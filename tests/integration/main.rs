//! Uses the single integration test approach.
//!
//! This improves parallelism when running the tests, and reduces the number of binaries that have to be built (and linked)
#![expect(
    clippy::tests_outside_test_module,
    reason = "This is the integration test binary, so it's expected that tests are outside of a test module"
)]
#![expect(clippy::indexing_slicing, reason = "This is not problematic in tests")]
#![expect(clippy::unwrap_used, reason = "Using unwrap in tests is fine")]

extern crate alloc;
extern crate core;

mod actions;
mod common;
mod listener;

use core::sync::atomic::Ordering;

use kumo_bridge::{ConnectionStatus, NameKind};

use common::{FakeKumo, ready_manager};

#[tokio::test]
async fn test_sync_fetches_whole_crosspoint() {
    let fake = FakeKumo::start().await;
    fake.device.set_route(2, 4);
    let manager = ready_manager(fake.config(3, 4)).await;

    // 3 * 3 + 2 * 4 + 8
    assert_eq!(fake.device.gets.load(Ordering::SeqCst), 25);
    assert_eq!(fake.device.connects.load(Ordering::SeqCst), 1);
    assert_eq!(manager.status(), ConnectionStatus::Ready);

    assert_eq!(manager.route(1), Some(1));
    assert_eq!(manager.route(2), Some(4));
    assert_eq!(manager.variable("destination_2").as_deref(), Some("4"));
    assert_eq!(manager.name(NameKind::Source, 2), vec!["SRC 2".to_owned(), String::new()]);
    assert_eq!(
        manager.variable("destination_label_3").as_deref(),
        Some("3\nDST 3")
    );
    assert_eq!(manager.salvo_name(8).as_deref(), Some("Salvo 8"));
    assert_eq!(manager.variable("salvo_1").as_deref(), Some("Salvo 1"));
    manager.teardown();
}

#[tokio::test]
async fn test_sync_with_empty_crosspoint_reads_salvos_only() {
    let fake = FakeKumo::start().await;
    let manager = ready_manager(fake.config(0, 0)).await;
    assert_eq!(fake.device.gets.load(Ordering::SeqCst), 8);
    assert!(manager.snapshot().routes.is_empty(), "no destinations to read");
    manager.teardown();
}

#[tokio::test]
async fn test_status_snapshot_serializes() {
    let fake = FakeKumo::start().await;
    fake.device.set_route(1, 2);
    let manager = ready_manager(fake.config(1, 2)).await;

    let json = serde_json::to_value(manager.snapshot()).unwrap();
    assert_eq!(json["routes"]["1"], 2);
    assert_eq!(json["sources"]["2"][0], "SRC 2");
    assert_eq!(json["salvos"]["3"], "Salvo 3");
    assert!(json["selection"]["destination"].is_null(), "nothing selected");
    manager.teardown();
}
mod loader;
mod types;
mod watcher;

pub use loader::load;
pub use types::*;
pub use watcher::watch_config_file;
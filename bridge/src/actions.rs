//! User-triggered commands.
//!
//! Actions write straight to the router and never touch the mirror; the router
//! reports the resulting changes through the event stream like any other change.
//! Invalid requests are logged and rejected before anything is sent.

use kumo_common::{ParamId, SALVO_COUNT};
use thiserror::Error as ThisError;
use tracing::{error, info, warn};

use crate::{device::DeviceError, session::SessionManager};

/// Why an action was not carried out.
#[derive(Debug, ThisError)]
pub enum ActionError {
    #[error("{what} {index} is out of range 1..={max}")]
    OutOfRange {
        what: &'static str,
        index: u32,
        max: u32,
    },
    #[error("No destination selected")]
    NoDestinationSelected,
    #[error("Route of destination {0} is not known yet")]
    UnknownRoute(u32),
    #[error("No router address configured")]
    NoAddress,
    #[error("Router rejected the action")]
    Device(#[from] DeviceError),
}

fn check_range(what: &'static str, index: u32, max: u32) -> Result<(), ActionError> {
    if (1..=max).contains(&index) {
        Ok(())
    } else {
        Err(ActionError::OutOfRange { what, index, max })
    }
}

/// Log a rejected action at the level its cause deserves.
fn report(action: &'static str, result: Result<(), ActionError>) -> Result<(), ActionError> {
    match result {
        Err(ref e @ ActionError::Device(_)) => error!(action, ?e, "Action failed"),
        Err(ref e) => warn!(action, %e, "Action rejected"),
        Ok(()) => {}
    }
    result
}

impl SessionManager {
    fn check_destination(&self, destination: u32) -> Result<(), ActionError> {
        check_range(
            "Destination",
            destination,
            self.config().device.destination_count(),
        )
    }

    fn check_source(&self, source: u32) -> Result<(), ActionError> {
        check_range("Source", source, self.config().device.source_count())
    }

    async fn write(&self, param: ParamId, value: u32) -> Result<(), ActionError> {
        if self.config().device.ip.trim().is_empty() {
            return Err(ActionError::NoAddress);
        }
        let timeout = self.config().timing.action_timeout();
        self.device()?.set(param, value, timeout).await?;
        Ok(())
    }

    async fn write_route(&self, destination: u32, source: u32) -> Result<(), ActionError> {
        self.check_destination(destination)?;
        self.check_source(source)?;
        info!(destination, source, "Routing");
        self.write(ParamId::DestinationStatus(destination), source)
            .await
    }

    /// Route `source` to `destination`.
    ///
    /// # Errors
    ///
    /// Returns an error if an index is out of range or the router rejects the write.
    pub async fn route_source_to_destination(
        &self,
        destination: u32,
        source: u32,
    ) -> Result<(), ActionError> {
        report(
            "route",
            self.write_route(destination, source).await,
        )
    }

    /// Pre-select a destination for [`Self::send_source_to_selected_destination`].
    ///
    /// # Errors
    ///
    /// Returns an error if the destination is out of range.
    pub fn select_destination(&self, destination: u32) -> Result<(), ActionError> {
        report("select destination", self.check_destination(destination))?;
        self.mirror().select_destination(destination);
        Ok(())
    }

    /// Select `source` and route it to the pre-selected destination.
    ///
    /// The source stays selected even when no destination is.
    ///
    /// # Errors
    ///
    /// Returns an error if no destination is selected, the source is out of range
    /// or the router rejects the write.
    pub async fn send_source_to_selected_destination(&self, source: u32) -> Result<(), ActionError> {
        let result = async {
            self.check_source(source)?;
            self.mirror().select_source(source);
            let destination = self
                .selection()
                .destination
                .ok_or(ActionError::NoDestinationSelected)?;
            self.write_route(destination, source).await
        }
        .await;
        report("send source", result)
    }

    /// Fire a stored salvo.
    ///
    /// # Errors
    ///
    /// Returns an error if the salvo index is out of range or the router rejects the write.
    pub async fn take_salvo(&self, index: u32) -> Result<(), ActionError> {
        let result = async {
            check_range("Salvo", index, SALVO_COUNT)?;
            info!(index, "Taking salvo");
            self.write(ParamId::TakeSalvo, index).await
        }
        .await;
        report("take salvo", result)
    }

    /// Exchange the sources of two destinations.
    ///
    /// Both routes must be known from the mirror. The two writes are sent one after
    /// the other; if the second fails the first stays applied.
    ///
    /// # Errors
    ///
    /// Returns an error if an index is out of range, a route is unknown or the
    /// router rejects a write.
    pub async fn swap_destinations(&self, first: u32, second: u32) -> Result<(), ActionError> {
        let result = async {
            self.check_destination(first)?;
            self.check_destination(second)?;
            let first_source = self.route(first).ok_or(ActionError::UnknownRoute(first))?;
            let second_source = self
                .route(second)
                .ok_or(ActionError::UnknownRoute(second))?;
            info!(first, second, "Swapping destinations");
            self.write_route(first, second_source).await?;
            self.write_route(second, first_source).await
        }
        .await;
        report("swap", result)
    }
}
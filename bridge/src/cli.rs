//! Command-line interface definitions for the bridge.

use std::{env, path::PathBuf};

use clap::{Args, Parser, Subcommand, ValueEnum};

/// Top-level command-line interface definition.
#[derive(Debug, Parser)]
#[command(name = "kumo")]
#[command(version = env!("CARGO_PKG_VERSION"))]
#[command(about = env!("CARGO_PKG_DESCRIPTION"))]
pub struct Cli {
    #[command(subcommand)]
    pub command: Command,
}

/// Available subcommands.
#[derive(Debug, Subcommand)]
pub enum Command {
    /// Run the bridge until SIGTERM or Ctrl-C, following config file edits.
    Service(ConfigArgs),

    /// Connect, synchronize and print the router state as JSON.
    Status(ConfigArgs),

    /// Route a source to a destination.
    Route {
        #[command(flatten)]
        config: ConfigArgs,
        #[arg(long)]
        destination: u32,
        #[arg(long)]
        source: u32,
    },

    /// Fire a stored salvo.
    Salvo {
        #[command(flatten)]
        config: ConfigArgs,
        #[arg(long)]
        salvo: u32,
    },

    /// Exchange the sources of two destinations.
    Swap {
        #[command(flatten)]
        config: ConfigArgs,
        #[arg(long)]
        destination_a: u32,
        #[arg(long)]
        destination_b: u32,
    },
}

/// Arguments shared by all subcommands.
#[derive(Debug, Clone, Args)]
pub struct ConfigArgs {
    /// Path to the configuration file
    #[arg(short, long, env = "KUMO_CONFIG", default_value = "kumo.toml")]
    pub config: PathBuf,

    #[arg(long, value_enum, default_value_t = LogFormat::Compact)]
    pub log_format: LogFormat,
}

#[derive(Debug, Clone, Copy, PartialEq, Eq, ValueEnum)]
pub enum LogFormat {
    Compact,
    Json,
    Pretty,
}
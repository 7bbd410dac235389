//! Concert Services
//!
//! Descriptors for a robot concert service package, plus the loader that
//! validates them before they are handed to the concert service manager.
//!
//! # Overview
//!
//! Two descriptor shapes are supported:
//! - a service graph (`*.link_graph`) wiring nodes to topics through
//!   remapped edges
//! - a teleoperation role list (`*.interactions`)
//!
//! # Example Service Graph
//!
//! ```yaml
//! name: "Waypoint navigation"
//! nodes:
//!   - id: robot
//!     uri: rocon:/pc/*/hydro|indigo/precise|trusty#waypoint_nav/waypoint_nav
//!     min: 1
//!     max: 1
//! topics:
//!   - id: nav_control
//!     type: yocs_msgs/NavigationControl
//! actions: []
//! edges:
//!   - start: nav_control
//!     finish: robot
//!     remap_from: nav_ctrl
//!     remap_to: /nav_ctrl
//! ```

pub mod cli;
pub mod config;
pub mod herd;
pub mod package;

pub use cli::CliArgs;
pub use config::{
    Descriptor, DescriptorError, EdgeEnd, Endpoint, GraphEdge, GraphNode, GraphTopic, ParamValue,
    RoconUri, ServiceGraph, TeleopRole, TeleopRoles, UriError, UriField,
};
pub use herd::{FlipRule, HerdConfig, HerdError, LaunchConfiguration};
pub use package::{PackageError, ServicePackage};
//! Teleoperation role manifest schema

use super::error::{DescriptorError, Result};
use super::rocon_uri::{RoconUri, UriError};
use indexmap::IndexMap;
use serde::{Deserialize, Serialize};
use std::path::Path;

/// A selectable operator capability
#[derive(Debug, Clone, PartialEq, Serialize, Deserialize)]
pub struct TeleopRole {
    /// Machine identifier (snake_case)
    pub name: String,

    /// Access-role label, e.g. "User"
    pub role: String,

    /// Rocon URI pattern of eligible platforms
    pub compatibility: String,

    #[serde(default)]
    pub display_name: String,

    #[serde(default)]
    pub description: String,

    /// Maximum concurrent instances
    pub max: i64,

    /// Default parameters, in declaration order
    #[serde(default)]
    pub parameters: IndexMap<String, ParamValue>,
}

impl TeleopRole {
    /// Parse the compatibility pattern
    pub fn rocon_uri(&self) -> std::result::Result<RoconUri, UriError> {
        RoconUri::parse(&self.compatibility)
    }

    fn validate(&self) -> Result<()> {
        if self.max < 0 {
            return Err(DescriptorError::Range {
                entry: format!("Role '{}'", self.name),
                reason: format!("max must be >= 0, got {}", self.max),
            });
        }
        Ok(())
    }
}

/// Parameter defaults can be booleans, numbers or strings
#[derive(Debug, Clone, PartialEq, Serialize, Deserialize)]
#[serde(untagged)]
pub enum ParamValue {
    Bool(bool),
    Int(i64),
    Float(f64),
    String(String),
}

impl std::fmt::Display for ParamValue {
    fn fmt(&self, f: &mut std::fmt::Formatter<'_>) -> std::fmt::Result {
        match self {
            ParamValue::Bool(b) => write!(f, "{b}"),
            ParamValue::Int(i) => write!(f, "{i}"),
            ParamValue::Float(v) => write!(f, "{v}"),
            ParamValue::String(s) => f.write_str(s),
        }
    }
}

/// The role list as stored in an interactions file
#[derive(Debug, Clone, PartialEq, Default, Serialize, Deserialize)]
#[serde(transparent)]
pub struct TeleopRoles(pub Vec<TeleopRole>);

impl TeleopRoles {
    /// Load roles from a YAML file
    pub fn from_file(path: impl AsRef<Path>) -> Result<Self> {
        let path = path.as_ref();
        let content = std::fs::read_to_string(path).map_err(|e| DescriptorError::Io {
            path: path.to_path_buf(),
            source: e,
        })?;
        Self::from_yaml(&content)
    }

    /// Parse roles from a YAML string
    pub fn from_yaml(content: &str) -> Result<Self> {
        let roles: TeleopRoles = serde_yaml::from_str(content)?;
        roles.validate()?;
        Ok(roles)
    }

    /// Serialize back to YAML
    pub fn to_yaml(&self) -> Result<String> {
        serde_yaml::to_string(self).map_err(|e| DescriptorError::Serialize(e.to_string()))
    }

    pub fn validate(&self) -> Result<()> {
        self.0.iter().try_for_each(TeleopRole::validate)
    }

    pub fn get(&self, name: &str) -> Option<&TeleopRole> {
        self.0.iter().find(|r| r.name == name)
    }

    pub fn names(&self) -> Vec<&str> {
        self.0.iter().map(|r| r.name.as_str()).collect()
    }

    pub fn iter(&self) -> std::slice::Iter<'_, TeleopRole> {
        self.0.iter()
    }

    pub fn len(&self) -> usize {
        self.0.len()
    }

    pub fn is_empty(&self) -> bool {
        self.0.is_empty()
    }
}

impl<'a> IntoIterator for &'a TeleopRoles {
    type Item = &'a TeleopRole;
    type IntoIter = std::slice::Iter<'a, TeleopRole>;

    fn into_iter(self) -> Self::IntoIter {
        self.0.iter()
    }
}
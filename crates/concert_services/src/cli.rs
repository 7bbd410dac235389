//! Command-line interface for concert_services

use argh::FromArgs;

/// Validate and inspect concert service descriptors
#[derive(FromArgs, Debug)]
pub struct CliArgs {
    /// log level (error, warn, info, debug, trace)
    #[argh(option, short = 'l', default = "String::from(\"info\")")]
    pub log_level: String,

    #[argh(subcommand)]
    pub command: Command,
}

#[derive(FromArgs, Debug)]
#[argh(subcommand)]
pub enum Command {
    Validate(ValidateArgs),
    Show(ShowArgs),
    Herd(HerdArgs),
}

/// Validate a descriptor file or every descriptor in a directory
#[derive(FromArgs, Debug)]
#[argh(subcommand, name = "validate")]
pub struct ValidateArgs {
    /// descriptor file or services directory
    #[argh(positional)]
    pub path: String,
}

/// Print a descriptor after loading and validation
#[derive(FromArgs, Debug)]
#[argh(subcommand, name = "show")]
pub struct ShowArgs {
    /// descriptor file
    #[argh(positional)]
    pub path: String,

    /// output format: yaml, json (default: yaml)
    #[argh(option, short = 'f', default = "OutputFormat::Yaml", from_str_fn(parse_format))]
    pub format: OutputFormat,
}

/// Plan turtle clients: unique names, launcher text and flip rules
#[derive(FromArgs, Debug)]
#[argh(subcommand, name = "herd")]
pub struct HerdArgs {
    /// turtles to add (comma-separated)
    #[argh(option, short = 't', from_str_fn(parse_names))]
    pub turtles: Option<Vec<String>>,

    /// turtles already running (comma-separated)
    #[argh(option, short = 'e', from_str_fn(parse_names))]
    pub existing: Option<Vec<String>>,

    /// port of the first client (default: 11411)
    #[argh(option, default = "11411")]
    pub base_port: u16,
}

#[derive(Debug, Clone, Copy, PartialEq, Eq)]
pub enum OutputFormat {
    Yaml,
    Json,
}

fn parse_format(s: &str) -> Result<OutputFormat, String> {
    match s.to_lowercase().as_str() {
        "yaml" => Ok(OutputFormat::Yaml),
        "json" => Ok(OutputFormat::Json),
        _ => Err(format!("Unknown format '{}'. Expected 'yaml' or 'json'", s)),
    }
}

/// Parse comma-separated name list
fn parse_names(s: &str) -> Result<Vec<String>, String> {
    Ok(s.split(',')
        .map(|n| n.trim().to_string())
        .filter(|n| !n.is_empty())
        .collect())
}

/// Map the --log-level option onto an env_logger filter
pub fn log_filter(level: &str) -> &'static str {
    match level.to_lowercase().as_str() {
        "error" => "error",
        "warn" => "warn",
        "debug" => "debug",
        "trace" => "trace",
        _ => "info",
    }
}
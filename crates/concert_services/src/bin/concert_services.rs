//! Concert Services CLI
//!
//! Usage:
//!   concert_services validate services/
//!   concert_services validate services/waypoint_navigation/waypoint_navigation.link_graph
//!   concert_services show services/teleop/teleop.interactions -f json
//!   concert_services herd --turtles leonardo,raphael --existing leonardo

use concert_services::cli::{CliArgs, Command, HerdArgs, OutputFormat, ShowArgs, ValidateArgs};
use concert_services::{herd, Descriptor, HerdConfig, ServicePackage};
use std::path::Path;

fn main() {
    let args: CliArgs = argh::from_env();

    let env = env_logger::Env::default()
        .default_filter_or(concert_services::cli::log_filter(&args.log_level));
    env_logger::init_from_env(env);

    let result = match args.command {
        Command::Validate(validate) => run_validate(validate),
        Command::Show(show) => run_show(show),
        Command::Herd(herd) => run_herd(herd),
    };

    if let Err(e) = result {
        log::error!("{}", e);
        std::process::exit(1);
    }
}

fn run_validate(args: ValidateArgs) -> Result<(), Box<dyn std::error::Error>> {
    let path = Path::new(&args.path);
    if path.is_dir() {
        let package = ServicePackage::scan(path)?;
        println!("Services directory '{}' is valid", package.root().display());
        for (file, graph) in package.graphs() {
            println!("  {}: {}", file.display(), Descriptor::ServiceGraph(graph.clone()).summary());
        }
        for (file, roles) in package.teleop_roles() {
            println!("  {}: {}", file.display(), Descriptor::TeleopRoles(roles.clone()).summary());
        }
        if package.is_empty() {
            log::warn!("No descriptor files found under {}", args.path);
        }
    } else {
        log::info!("Loading descriptor: {}", args.path);
        let descriptor = Descriptor::from_file(path)?;
        println!("Descriptor '{}' is valid", args.path);
        println!("  {}", descriptor.summary());
    }
    Ok(())
}

fn run_show(args: ShowArgs) -> Result<(), Box<dyn std::error::Error>> {
    let descriptor = Descriptor::from_file(&args.path)?;
    let text = match args.format {
        OutputFormat::Yaml => descriptor.to_yaml()?,
        OutputFormat::Json => descriptor.to_json()?,
    };
    println!("{}", text.trim_end());
    Ok(())
}

fn run_herd(args: HerdArgs) -> Result<(), Box<dyn std::error::Error>> {
    let requested = args.turtles.unwrap_or_default();
    if requested.is_empty() {
        return Err("no turtles requested (use --turtles a,b)".into());
    }
    let existing = args.existing.unwrap_or_default();

    let config = HerdConfig {
        base_port: args.base_port,
        ..Default::default()
    };

    let names = herd::establish_unique_names(existing.as_slice(), requested.as_slice());
    log::info!("Herding turtles: {}", names.join(", "));

    let launches = herd::launch_configurations(names.as_slice(), &config)?;
    println!("# turtles\n{}\n", names.join("\n"));
    println!("# launcher\n{}", herd::render_concert_launch(&launches));
    println!("# flip rules");
    for rule in herd::flip_rules(names.as_slice(), false) {
        println!("{}", serde_json::to_string(&rule)?);
    }
    Ok(())
}
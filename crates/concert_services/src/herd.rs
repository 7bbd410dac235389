//! Turtle herd planning
//!
//! Computes what a herder hands to the concert: unique turtle names, the
//! `<concert>` launcher text for one client per turtle, and the gateway flip
//! rules exposing each turtle's command and pose topics. Nothing here talks to
//! a running system.

use serde::{Deserialize, Serialize};
use std::collections::HashSet;
use std::fmt::Write;

/// Defaults used when generating client launchers
#[derive(Debug, Clone, PartialEq, Eq, Serialize, Deserialize)]
pub struct HerdConfig {
    pub package: String,
    pub launcher: String,
    pub concert_whitelist: String,
    pub rapp_whitelist: String,
    /// Port of the first client; later clients count up from here
    pub base_port: u16,
}

impl Default for HerdConfig {
    fn default() -> Self {
        Self {
            package: "concert_service_turtlesim".to_string(),
            launcher: "turtle2.launch".to_string(),
            concert_whitelist: "Turtle Concert;Turtle Teleop Concert;Concert Tutorial".to_string(),
            rapp_whitelist: "[rocon_apps, turtle_concert]".to_string(),
            base_port: 11411,
        }
    }
}

/// One concert client to launch
#[derive(Debug, Clone, PartialEq, Eq, Serialize)]
pub struct LaunchConfiguration {
    pub title: String,
    pub package: String,
    pub launcher: String,
    pub port: u16,
    pub args: Vec<(String, String)>,
}

/// Direction of a flipped connection, as seen from the remote gateway
#[derive(Debug, Clone, Copy, PartialEq, Eq, Serialize)]
#[serde(rename_all = "lowercase")]
pub enum ConnectionType {
    Publisher,
    Subscriber,
}

/// A single gateway flip request entry
#[derive(Debug, Clone, PartialEq, Eq, Serialize)]
pub struct FlipRule {
    pub gateway: String,
    pub name: String,
    pub connection_type: ConnectionType,
    /// Empty matches any node
    pub node: String,
    pub cancel: bool,
}

/// Give every requested name a suffix that avoids `existing` and each other
///
/// A clashing `name` becomes `name_0`, then `name_1`, and so on.
pub fn establish_unique_names<S: AsRef<str>>(existing: &[S], requested: &[S]) -> Vec<String> {
    let mut taken: HashSet<String> = existing.iter().map(|s| s.as_ref().to_string()).collect();
    let mut unique = Vec::with_capacity(requested.len());

    for name in requested {
        let name = name.as_ref();
        let mut candidate = name.to_string();
        let mut count = 0;
        while taken.contains(&candidate) {
            candidate = format!("{name}_{count}");
            count += 1;
        }
        if candidate != name {
            log::debug!("Renamed turtle '{}' to '{}'", name, candidate);
        }
        taken.insert(candidate.clone());
        unique.push(candidate);
    }
    unique
}

/// One launch configuration per turtle, ports counting up from the base
pub fn launch_configurations<S: AsRef<str>>(
    names: &[S],
    config: &HerdConfig,
) -> Result<Vec<LaunchConfiguration>, HerdError> {
    names
        .iter()
        .enumerate()
        .map(|(index, name)| {
            let name = name.as_ref();
            let port = u16::try_from(index)
                .ok()
                .and_then(|offset| config.base_port.checked_add(offset))
                .ok_or_else(|| HerdError::PortsExhausted {
                    base_port: config.base_port,
                    requested: names.len(),
                })?;
            Ok(LaunchConfiguration {
                title: format!("{name}:{port}"),
                package: config.package.clone(),
                launcher: config.launcher.clone(),
                port,
                args: vec![
                    ("turtle_name".to_string(), name.to_string()),
                    (
                        "turtle_concert_whitelist".to_string(),
                        config.concert_whitelist.clone(),
                    ),
                    (
                        "turtle_rapp_whitelist".to_string(),
                        config.rapp_whitelist.clone(),
                    ),
                ],
            })
        })
        .collect()
}

/// Errors from herd planning
#[derive(Debug, Clone, PartialEq, Eq, thiserror::Error)]
pub enum HerdError {
    #[error("Cannot allocate {requested} client ports starting at {base_port}")]
    PortsExhausted { base_port: u16, requested: usize },
}

/// Render the `<concert>` launcher document
pub fn render_concert_launch(configurations: &[LaunchConfiguration]) -> String {
    let mut text = String::from("<concert>\n");
    for launch in configurations {
        writeln!(
            text,
            "  <launch title=\"{}\" package=\"{}\" name=\"{}\" port=\"{}\">",
            xml_escape(&launch.title),
            xml_escape(&launch.package),
            xml_escape(&launch.launcher),
            launch.port
        )
        .ok();
        for (name, value) in &launch.args {
            writeln!(
                text,
                "    <arg name=\"{}\" value=\"{}\"/>",
                xml_escape(name),
                xml_escape(value)
            )
            .ok();
        }
        text.push_str("  </launch>\n");
    }
    text.push_str("</concert>\n");
    text
}

fn xml_escape(s: &str) -> String {
    s.replace('&', "&amp;")
        .replace('"', "&quot;")
        .replace('<', "&lt;")
        .replace('>', "&gt;")
}

/// Flip rules exposing each turtle's cmd_vel and pose on its own gateway
pub fn flip_rules<S: AsRef<str>>(names: &[S], cancel: bool) -> Vec<FlipRule> {
    names
        .iter()
        .flat_map(|name| {
            let name = name.as_ref();
            [
                (ConnectionType::Subscriber, "cmd_vel"),
                (ConnectionType::Publisher, "pose"),
            ]
            .into_iter()
            .map(move |(connection_type, topic)| FlipRule {
                gateway: name.to_string(),
                name: format!("/services/turtlesim/{name}/{topic}"),
                connection_type,
                node: String::new(),
                cancel,
            })
        })
        .collect()
}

· · · · ·

- WHAT IS EXPECTED -
Line count for the word "Copy": tally the lines of the records above that hold it and give only that figure.

- COMPLETED EXERCISE -
3